Organ rejection

Animal studies early in the 20th century - for instance learning how to sew together (suture) blood vessels - led to the first reported cases of animal heart transplants in the 1930s and 1940s. But these were largely doomed to fail in the absence of understanding of the basics of immunology and the body's relentless ability to reject incompatible grafts or organs as ‘foreign'.

The definitive study of the immunological processes in graft rejection was carried out by Peter Medawar in the UK and arose from his studies of skin grafting to treat burn casualties in World War Two.

Using rabbits, he demonstrated that a second skin graft from the same donor was rejected much more quickly than a second graft from a different donor. This was an observation of fundamental importance because it showed that rejection was not - as had been assumed - a genetically determined process. It was part of the same biological mechanism by which the body learns to rise up against invading bacteria and viruses. Medawar won a Nobel Prize for his work, which laid the foundation stones for immunology.

George Hitchings shared the Nobel Prize in 1988 for the development of the immunosuppressant azathioprine. In the early 1960s it kept dogs with experimental kidney transplants alive for up to 12 months.
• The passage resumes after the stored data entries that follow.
//! Prometheus metrics for s3share.
//!
//! Installs a global Prometheus recorder using `metrics-exporter-prometheus`,
//! defines metric name constants, provides a middleware for HTTP RED
//! metrics, and exposes the `/metrics` endpoint handler.

use axum::http::{Request, StatusCode};
use axum::response::{IntoResponse, Response};
use metrics::{counter, describe_counter, describe_histogram, histogram};
use metrics_exporter_prometheus::{PrometheusBuilder, PrometheusHandle};
use std::sync::OnceLock;
use std::time::Instant;

// -- Metric name constants ----------------------------------------------------

/// Total HTTP requests (counter). Labels: method, path, status.
pub const HTTP_REQUESTS_TOTAL: &str = "s3share_http_requests_total";

/// HTTP request duration in seconds (histogram). Labels: method, path.
pub const HTTP_REQUEST_DURATION_SECONDS: &str = "s3share_http_request_duration_seconds";

/// Share links minted (counter).
pub const SHARES_CREATED_TOTAL: &str = "s3share_shares_created_total";

/// Share links revoked (counter).
pub const SHARES_REVOKED_TOTAL: &str = "s3share_shares_revoked_total";

/// Share link requests by outcome (counter). Labels: outcome.
pub const SHARE_REQUESTS_TOTAL: &str = "s3share_share_requests_total";

// -- Global recorder installation ---------------------------------------------

static PROMETHEUS_HANDLE: OnceLock<PrometheusHandle> = OnceLock::new();

/// Install the global Prometheus metrics recorder.  Idempotent.
pub fn init_metrics() -> anyhow::Result<&'static PrometheusHandle> {
    if let Some(handle) = PROMETHEUS_HANDLE.get() {
        return Ok(handle);
    }
    let handle = PrometheusBuilder::new()
        .install_recorder()
        .map_err(|e| anyhow::anyhow!("failed to install Prometheus recorder: {e}"))?;
    Ok(PROMETHEUS_HANDLE.get_or_init(|| handle))
}

/// Register metric descriptions with the global recorder. Call once after
/// `init_metrics()`.
pub fn describe_metrics() {
    describe_counter!(HTTP_REQUESTS_TOTAL, "Total HTTP requests");
    describe_histogram!(
        HTTP_REQUEST_DURATION_SECONDS,
        "HTTP request duration in seconds"
    );
    describe_counter!(SHARES_CREATED_TOTAL, "Share links minted");
    describe_counter!(SHARES_REVOKED_TOTAL, "Share links revoked");
    describe_counter!(
        SHARE_REQUESTS_TOTAL,
        "Share link requests by outcome (served, expired, unauthorized, ...)"
    );
}

/// Count one share link request with the given outcome label.
pub fn record_share_request(outcome: &'static str) {
    counter!(SHARE_REQUESTS_TOTAL, "outcome" => outcome).increment(1);
}

// -- Metrics middleware -------------------------------------------------------

/// Axum middleware that records HTTP RED metrics for every request.
///
/// `/metrics` itself is not instrumented.
pub async fn metrics_middleware(
    req: Request<axum::body::Body>,
    next: axum::middleware::Next,
) -> Response {
    if req.uri().path() == "/metrics" {
        return next.run(req).await;
    }

    let method = req.method().to_string();
    let path = normalize_path(req.uri().path());

    let start = Instant::now();
    let response = next.run(req).await;
    let duration = start.elapsed().as_secs_f64();
    let status = response.status().as_u16().to_string();

    counter!(HTTP_REQUESTS_TOTAL, "method" => method.clone(), "path" => path, "status" => status).increment(1);
    histogram!(HTTP_REQUEST_DURATION_SECONDS, "method" => method, "path" => path).record(duration);

    response
}

// -- Path normalization -------------------------------------------------------

/// Normalize a request path to a route template for metric labels.
///
/// Share links carry secrets and object names, so they all collapse to a
/// single label.
fn normalize_path(path: &str) -> &'static str {
    match path {
        "/" => "/",
        "/health" => "/health",
        "/ready" => "/ready",
        "/openapi.json" => "/openapi.json",
        "/metrics" => "/metrics",
        "/api/shares" => "/api/shares",
        p if p.starts_with("/api/") => "/api/{other}",
        _ => "/{link}",
    }
}

// -- Metrics endpoint handler -------------------------------------------------

/// `GET /metrics` -- Render Prometheus exposition format text.
pub async fn metrics_handler() -> Response {
    match PROMETHEUS_HANDLE.get() {
        Some(handle) => (
            StatusCode::OK,
            [("content-type", "text/plain; version=0.0.4")],
            handle.render(),
        )
            .into_response(),
        None => (
            StatusCode::SERVICE_UNAVAILABLE,
            "metrics recorder not initialized",
        )
            .into_response(),
    }
}

// -- Tests --------------------------------------------------------------------
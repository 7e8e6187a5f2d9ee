//! Secret cache adapters.
//!
//! The [`backend::SecretCache`] trait stores per-object share secrets with
//! a TTL.  Implementations: Redis and an in-memory map.

pub mod backend;
pub mod memory;
pub mod redis_cache;

use std::sync::Arc;
use tracing::warn;

use crate::clock::Clock;
use crate::config::CacheConfig;
use backend::SecretCache;

/// Build the secret cache selected by `config.backend`.
pub async fn connect(
    config: &CacheConfig,
    clock: Arc<dyn Clock>,
) -> anyhow::Result<Arc<dyn SecretCache>> {
    match config.backend.as_str() {
        "redis" => Ok(Arc::new(redis_cache::RedisSecretCache::connect(&config.redis).await?)),
        "memory" => {
            warn!("Using in-memory secret cache; shares are lost on exit");
            Ok(Arc::new(memory::MemorySecretCache::new(clock)))
        }
        other => anyhow::bail!("unknown cache.backend '{other}' (expected redis or memory)"),
    }
}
In the late 1970s cyclosporin, extracted from fungus as a potential anti fungal agent, was found to be a potent immunosuppressant in mice. It is now the front-line treatment.

Many transplant patients have to take these medicines for the rest of their lives following transplant. But toxic effects of medicines to prevent rejection are common. Research and testing goes on, and here rodents, dogs and monkeys and important.